### Given data

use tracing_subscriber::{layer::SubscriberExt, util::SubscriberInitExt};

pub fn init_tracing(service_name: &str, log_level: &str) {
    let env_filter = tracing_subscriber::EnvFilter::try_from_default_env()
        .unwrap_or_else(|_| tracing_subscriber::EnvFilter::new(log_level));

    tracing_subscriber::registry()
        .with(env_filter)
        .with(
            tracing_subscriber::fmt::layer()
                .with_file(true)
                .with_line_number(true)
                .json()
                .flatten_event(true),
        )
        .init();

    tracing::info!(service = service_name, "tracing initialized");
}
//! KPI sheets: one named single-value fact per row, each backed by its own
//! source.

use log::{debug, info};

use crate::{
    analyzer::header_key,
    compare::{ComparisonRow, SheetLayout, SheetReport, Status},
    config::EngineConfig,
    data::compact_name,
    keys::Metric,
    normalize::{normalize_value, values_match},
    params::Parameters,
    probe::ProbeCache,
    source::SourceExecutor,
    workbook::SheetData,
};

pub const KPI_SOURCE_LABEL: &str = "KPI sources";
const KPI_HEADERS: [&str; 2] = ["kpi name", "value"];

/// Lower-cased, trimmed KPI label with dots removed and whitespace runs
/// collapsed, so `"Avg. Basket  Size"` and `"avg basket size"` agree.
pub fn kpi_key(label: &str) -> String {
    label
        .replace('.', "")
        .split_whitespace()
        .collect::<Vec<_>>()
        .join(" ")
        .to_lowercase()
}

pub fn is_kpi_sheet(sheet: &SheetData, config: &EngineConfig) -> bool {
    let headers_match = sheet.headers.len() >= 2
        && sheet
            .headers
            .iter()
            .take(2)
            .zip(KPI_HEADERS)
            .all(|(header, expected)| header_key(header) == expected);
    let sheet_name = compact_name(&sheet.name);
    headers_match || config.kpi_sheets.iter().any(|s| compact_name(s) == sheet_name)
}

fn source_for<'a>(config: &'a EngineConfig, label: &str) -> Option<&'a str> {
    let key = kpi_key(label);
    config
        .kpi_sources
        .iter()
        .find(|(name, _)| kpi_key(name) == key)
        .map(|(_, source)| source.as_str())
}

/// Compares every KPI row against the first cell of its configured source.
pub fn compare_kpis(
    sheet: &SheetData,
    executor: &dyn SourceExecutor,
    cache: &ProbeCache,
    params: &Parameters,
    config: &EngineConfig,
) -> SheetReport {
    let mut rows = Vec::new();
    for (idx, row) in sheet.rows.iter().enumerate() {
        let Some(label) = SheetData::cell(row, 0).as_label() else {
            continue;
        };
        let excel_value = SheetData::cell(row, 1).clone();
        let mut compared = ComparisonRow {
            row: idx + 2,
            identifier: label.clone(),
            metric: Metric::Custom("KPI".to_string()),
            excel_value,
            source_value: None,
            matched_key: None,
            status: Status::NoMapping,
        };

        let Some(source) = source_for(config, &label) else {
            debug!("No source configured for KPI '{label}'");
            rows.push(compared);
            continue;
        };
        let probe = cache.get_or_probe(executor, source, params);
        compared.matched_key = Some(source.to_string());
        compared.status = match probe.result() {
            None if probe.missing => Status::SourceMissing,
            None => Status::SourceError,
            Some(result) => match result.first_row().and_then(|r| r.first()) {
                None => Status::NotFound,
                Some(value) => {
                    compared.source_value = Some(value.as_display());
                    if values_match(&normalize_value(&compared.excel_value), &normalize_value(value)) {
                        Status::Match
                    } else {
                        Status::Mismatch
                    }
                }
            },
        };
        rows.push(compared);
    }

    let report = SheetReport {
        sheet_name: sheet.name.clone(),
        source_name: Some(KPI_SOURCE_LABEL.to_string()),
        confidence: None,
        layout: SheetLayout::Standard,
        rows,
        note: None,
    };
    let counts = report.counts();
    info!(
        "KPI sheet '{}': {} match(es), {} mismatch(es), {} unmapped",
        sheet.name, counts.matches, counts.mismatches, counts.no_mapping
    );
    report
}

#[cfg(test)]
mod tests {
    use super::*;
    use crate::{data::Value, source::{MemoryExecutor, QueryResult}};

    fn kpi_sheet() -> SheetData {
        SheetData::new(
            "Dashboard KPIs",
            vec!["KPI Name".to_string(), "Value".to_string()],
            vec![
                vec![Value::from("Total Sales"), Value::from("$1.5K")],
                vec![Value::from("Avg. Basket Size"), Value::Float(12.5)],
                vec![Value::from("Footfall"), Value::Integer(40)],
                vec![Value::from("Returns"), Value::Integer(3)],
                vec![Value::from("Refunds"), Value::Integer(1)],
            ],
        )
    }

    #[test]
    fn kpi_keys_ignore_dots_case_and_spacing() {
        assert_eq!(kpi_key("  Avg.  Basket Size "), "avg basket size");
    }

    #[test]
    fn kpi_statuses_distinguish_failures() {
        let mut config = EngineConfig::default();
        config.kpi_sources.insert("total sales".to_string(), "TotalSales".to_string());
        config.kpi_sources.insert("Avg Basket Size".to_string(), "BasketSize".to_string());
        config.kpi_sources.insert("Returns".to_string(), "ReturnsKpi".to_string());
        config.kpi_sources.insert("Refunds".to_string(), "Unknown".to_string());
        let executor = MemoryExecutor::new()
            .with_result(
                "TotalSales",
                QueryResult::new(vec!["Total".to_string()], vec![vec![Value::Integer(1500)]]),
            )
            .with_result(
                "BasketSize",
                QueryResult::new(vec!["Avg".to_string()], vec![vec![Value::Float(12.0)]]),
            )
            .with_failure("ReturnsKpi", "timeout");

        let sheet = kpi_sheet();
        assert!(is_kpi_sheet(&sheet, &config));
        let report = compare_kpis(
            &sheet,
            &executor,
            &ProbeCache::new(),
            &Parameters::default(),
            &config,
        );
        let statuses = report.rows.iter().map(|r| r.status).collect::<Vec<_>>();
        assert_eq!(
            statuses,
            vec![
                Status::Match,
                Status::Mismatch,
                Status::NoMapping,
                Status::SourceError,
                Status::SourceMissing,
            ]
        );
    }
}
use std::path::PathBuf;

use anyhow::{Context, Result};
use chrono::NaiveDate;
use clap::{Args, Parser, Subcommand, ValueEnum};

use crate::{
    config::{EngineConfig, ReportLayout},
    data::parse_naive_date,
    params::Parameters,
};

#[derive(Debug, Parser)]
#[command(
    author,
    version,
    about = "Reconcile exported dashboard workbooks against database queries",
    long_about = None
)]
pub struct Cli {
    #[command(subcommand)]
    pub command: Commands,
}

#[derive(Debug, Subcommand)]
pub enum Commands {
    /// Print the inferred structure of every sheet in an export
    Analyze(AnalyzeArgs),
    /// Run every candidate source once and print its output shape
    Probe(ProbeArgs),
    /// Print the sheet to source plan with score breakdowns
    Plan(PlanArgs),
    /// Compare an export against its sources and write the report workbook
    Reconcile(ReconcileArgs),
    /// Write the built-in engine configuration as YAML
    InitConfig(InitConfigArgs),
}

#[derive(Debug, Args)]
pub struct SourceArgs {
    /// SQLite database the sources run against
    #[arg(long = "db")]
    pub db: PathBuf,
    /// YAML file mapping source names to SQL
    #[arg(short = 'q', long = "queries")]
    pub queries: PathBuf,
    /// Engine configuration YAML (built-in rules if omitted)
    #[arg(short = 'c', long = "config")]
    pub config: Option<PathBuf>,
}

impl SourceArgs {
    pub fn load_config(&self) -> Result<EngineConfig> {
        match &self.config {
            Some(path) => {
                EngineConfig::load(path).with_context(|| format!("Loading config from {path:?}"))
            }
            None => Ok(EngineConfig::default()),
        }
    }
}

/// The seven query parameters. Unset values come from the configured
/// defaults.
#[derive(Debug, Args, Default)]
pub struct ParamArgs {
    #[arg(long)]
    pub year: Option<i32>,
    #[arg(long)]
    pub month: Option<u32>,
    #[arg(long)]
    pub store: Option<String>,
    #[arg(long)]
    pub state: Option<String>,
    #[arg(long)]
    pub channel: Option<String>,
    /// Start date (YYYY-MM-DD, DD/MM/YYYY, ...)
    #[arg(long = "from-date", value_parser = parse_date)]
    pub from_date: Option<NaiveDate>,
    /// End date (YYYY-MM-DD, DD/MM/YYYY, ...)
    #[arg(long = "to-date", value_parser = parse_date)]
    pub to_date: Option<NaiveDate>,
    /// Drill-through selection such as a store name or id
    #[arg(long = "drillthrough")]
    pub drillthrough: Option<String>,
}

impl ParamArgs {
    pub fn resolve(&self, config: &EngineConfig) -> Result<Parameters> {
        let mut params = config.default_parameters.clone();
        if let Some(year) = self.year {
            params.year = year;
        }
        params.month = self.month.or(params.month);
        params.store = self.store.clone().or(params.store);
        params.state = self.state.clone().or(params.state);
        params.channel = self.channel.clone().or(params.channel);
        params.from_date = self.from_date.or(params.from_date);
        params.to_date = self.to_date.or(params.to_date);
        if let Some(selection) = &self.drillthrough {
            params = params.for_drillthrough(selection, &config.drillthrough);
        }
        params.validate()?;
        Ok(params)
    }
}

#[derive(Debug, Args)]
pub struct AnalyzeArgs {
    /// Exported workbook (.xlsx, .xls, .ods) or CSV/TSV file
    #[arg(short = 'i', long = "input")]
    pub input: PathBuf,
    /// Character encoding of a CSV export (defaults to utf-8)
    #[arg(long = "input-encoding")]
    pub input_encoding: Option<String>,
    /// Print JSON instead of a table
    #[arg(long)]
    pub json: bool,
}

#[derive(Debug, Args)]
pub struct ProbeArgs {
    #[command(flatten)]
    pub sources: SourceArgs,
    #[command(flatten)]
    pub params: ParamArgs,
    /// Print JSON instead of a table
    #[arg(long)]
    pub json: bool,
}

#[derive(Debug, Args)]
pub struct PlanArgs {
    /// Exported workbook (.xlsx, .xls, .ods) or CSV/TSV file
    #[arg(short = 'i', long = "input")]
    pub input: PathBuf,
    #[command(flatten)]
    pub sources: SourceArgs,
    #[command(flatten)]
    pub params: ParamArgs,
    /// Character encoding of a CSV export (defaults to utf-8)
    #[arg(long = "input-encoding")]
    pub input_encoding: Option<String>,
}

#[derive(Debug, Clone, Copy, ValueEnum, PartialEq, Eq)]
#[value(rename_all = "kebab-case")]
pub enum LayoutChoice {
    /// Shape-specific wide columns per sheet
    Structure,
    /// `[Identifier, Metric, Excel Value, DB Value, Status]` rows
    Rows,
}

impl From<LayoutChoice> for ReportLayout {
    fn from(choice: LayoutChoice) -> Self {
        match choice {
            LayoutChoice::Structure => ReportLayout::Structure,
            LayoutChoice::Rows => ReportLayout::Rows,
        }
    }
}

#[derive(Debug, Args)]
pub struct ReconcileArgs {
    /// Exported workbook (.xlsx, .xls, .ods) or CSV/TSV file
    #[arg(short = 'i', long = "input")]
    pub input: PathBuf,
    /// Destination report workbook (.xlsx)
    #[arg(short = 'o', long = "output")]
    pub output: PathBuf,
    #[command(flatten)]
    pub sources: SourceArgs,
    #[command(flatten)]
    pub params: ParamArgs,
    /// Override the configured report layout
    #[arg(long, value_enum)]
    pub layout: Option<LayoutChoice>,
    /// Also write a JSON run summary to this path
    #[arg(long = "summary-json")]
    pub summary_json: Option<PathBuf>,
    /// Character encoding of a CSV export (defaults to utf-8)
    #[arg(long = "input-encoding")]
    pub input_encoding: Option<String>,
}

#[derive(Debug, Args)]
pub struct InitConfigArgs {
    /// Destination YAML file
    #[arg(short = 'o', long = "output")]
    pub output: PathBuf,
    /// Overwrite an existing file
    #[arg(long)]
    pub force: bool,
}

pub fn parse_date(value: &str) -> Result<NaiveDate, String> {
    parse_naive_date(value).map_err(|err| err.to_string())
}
...
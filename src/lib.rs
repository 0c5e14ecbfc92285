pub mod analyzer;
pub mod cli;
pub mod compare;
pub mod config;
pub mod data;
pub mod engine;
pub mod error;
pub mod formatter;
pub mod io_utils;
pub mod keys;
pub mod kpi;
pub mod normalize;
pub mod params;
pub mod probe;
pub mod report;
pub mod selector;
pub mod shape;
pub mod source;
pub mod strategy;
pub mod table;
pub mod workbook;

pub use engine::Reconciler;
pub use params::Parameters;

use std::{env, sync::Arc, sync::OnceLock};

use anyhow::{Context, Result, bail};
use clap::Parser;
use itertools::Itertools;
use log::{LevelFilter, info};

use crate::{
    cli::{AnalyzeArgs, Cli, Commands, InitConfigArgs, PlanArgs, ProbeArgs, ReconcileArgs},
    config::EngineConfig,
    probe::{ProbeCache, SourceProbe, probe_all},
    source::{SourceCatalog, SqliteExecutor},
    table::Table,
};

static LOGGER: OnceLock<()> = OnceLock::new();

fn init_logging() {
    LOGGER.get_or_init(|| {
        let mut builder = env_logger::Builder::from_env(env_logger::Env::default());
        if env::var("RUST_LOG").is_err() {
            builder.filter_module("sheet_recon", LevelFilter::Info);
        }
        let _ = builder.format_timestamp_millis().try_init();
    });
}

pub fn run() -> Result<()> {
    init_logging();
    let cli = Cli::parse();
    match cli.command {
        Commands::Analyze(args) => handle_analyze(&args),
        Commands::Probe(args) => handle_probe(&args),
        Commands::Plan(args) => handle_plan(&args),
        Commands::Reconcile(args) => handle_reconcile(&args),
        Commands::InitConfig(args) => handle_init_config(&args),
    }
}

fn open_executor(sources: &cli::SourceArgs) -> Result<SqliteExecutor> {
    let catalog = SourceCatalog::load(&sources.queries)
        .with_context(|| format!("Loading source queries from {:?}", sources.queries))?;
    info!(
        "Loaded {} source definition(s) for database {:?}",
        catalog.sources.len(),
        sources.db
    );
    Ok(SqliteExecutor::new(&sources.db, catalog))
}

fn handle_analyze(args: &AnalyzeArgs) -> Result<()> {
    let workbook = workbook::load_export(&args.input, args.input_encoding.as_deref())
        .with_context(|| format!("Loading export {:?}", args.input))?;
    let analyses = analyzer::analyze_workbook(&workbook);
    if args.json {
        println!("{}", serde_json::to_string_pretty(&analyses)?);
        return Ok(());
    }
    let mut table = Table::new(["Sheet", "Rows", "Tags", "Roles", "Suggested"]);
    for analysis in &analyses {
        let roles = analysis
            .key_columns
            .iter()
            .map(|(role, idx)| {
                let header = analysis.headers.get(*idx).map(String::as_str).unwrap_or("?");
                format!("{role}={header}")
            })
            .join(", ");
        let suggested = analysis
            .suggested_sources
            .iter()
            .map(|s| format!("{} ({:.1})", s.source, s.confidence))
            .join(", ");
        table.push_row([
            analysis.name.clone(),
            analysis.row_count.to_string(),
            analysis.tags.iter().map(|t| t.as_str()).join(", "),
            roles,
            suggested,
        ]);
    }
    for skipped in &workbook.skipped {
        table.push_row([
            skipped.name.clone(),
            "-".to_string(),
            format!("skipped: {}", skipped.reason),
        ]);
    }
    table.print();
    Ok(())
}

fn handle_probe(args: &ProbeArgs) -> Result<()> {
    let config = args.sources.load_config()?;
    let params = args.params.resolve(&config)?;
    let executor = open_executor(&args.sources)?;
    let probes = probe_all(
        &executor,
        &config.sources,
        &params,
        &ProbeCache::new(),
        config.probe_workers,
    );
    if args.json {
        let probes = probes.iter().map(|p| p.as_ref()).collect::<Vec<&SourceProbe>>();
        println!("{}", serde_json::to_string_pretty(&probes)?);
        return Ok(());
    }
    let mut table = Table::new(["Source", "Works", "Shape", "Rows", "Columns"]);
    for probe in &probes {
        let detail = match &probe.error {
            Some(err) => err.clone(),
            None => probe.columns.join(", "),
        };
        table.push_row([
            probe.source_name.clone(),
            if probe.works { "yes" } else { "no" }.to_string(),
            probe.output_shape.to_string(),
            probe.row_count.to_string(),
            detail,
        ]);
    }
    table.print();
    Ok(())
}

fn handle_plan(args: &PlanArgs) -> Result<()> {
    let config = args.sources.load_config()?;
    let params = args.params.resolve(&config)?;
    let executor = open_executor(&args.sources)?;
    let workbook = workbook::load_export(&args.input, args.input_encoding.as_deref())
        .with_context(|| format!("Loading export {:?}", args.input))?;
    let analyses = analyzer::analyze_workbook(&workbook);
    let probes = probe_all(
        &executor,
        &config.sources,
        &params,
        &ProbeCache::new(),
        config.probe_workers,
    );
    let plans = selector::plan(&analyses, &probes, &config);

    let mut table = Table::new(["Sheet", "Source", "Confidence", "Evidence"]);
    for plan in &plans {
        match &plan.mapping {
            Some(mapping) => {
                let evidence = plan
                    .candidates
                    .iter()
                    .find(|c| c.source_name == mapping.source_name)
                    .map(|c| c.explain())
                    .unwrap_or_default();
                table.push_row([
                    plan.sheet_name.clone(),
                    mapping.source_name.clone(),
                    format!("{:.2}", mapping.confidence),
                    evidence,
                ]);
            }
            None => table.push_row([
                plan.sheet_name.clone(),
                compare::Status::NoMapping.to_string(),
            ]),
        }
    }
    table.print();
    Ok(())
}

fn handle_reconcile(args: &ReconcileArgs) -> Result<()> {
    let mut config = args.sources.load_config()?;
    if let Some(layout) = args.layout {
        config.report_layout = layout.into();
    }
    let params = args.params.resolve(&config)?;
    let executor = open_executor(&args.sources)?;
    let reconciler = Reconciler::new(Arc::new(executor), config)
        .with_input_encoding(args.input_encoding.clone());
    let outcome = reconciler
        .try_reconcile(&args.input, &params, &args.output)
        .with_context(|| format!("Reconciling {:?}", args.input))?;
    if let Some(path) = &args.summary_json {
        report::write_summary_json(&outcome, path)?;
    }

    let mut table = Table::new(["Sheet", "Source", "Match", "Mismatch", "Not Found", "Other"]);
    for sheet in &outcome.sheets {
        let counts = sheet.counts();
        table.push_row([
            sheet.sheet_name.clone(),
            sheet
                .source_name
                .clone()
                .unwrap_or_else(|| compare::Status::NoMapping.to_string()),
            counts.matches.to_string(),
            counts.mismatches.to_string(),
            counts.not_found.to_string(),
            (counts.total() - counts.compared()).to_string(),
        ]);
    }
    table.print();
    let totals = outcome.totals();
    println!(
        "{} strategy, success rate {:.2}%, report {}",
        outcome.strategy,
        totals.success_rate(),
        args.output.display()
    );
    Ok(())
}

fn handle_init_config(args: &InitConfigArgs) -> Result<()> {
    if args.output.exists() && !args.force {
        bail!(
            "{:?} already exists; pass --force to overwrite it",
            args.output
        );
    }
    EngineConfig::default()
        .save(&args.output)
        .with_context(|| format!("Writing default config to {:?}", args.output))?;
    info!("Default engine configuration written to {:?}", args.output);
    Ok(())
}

### Directions
Looking through the data above, copy out each line in which the string "analyzer" occurs.

### Output
    analyzer::header_key,
pub mod analyzer;
    let analyses = analyzer::analyze_workbook(&workbook);
    let analyses = analyzer::analyze_workbook(&workbook);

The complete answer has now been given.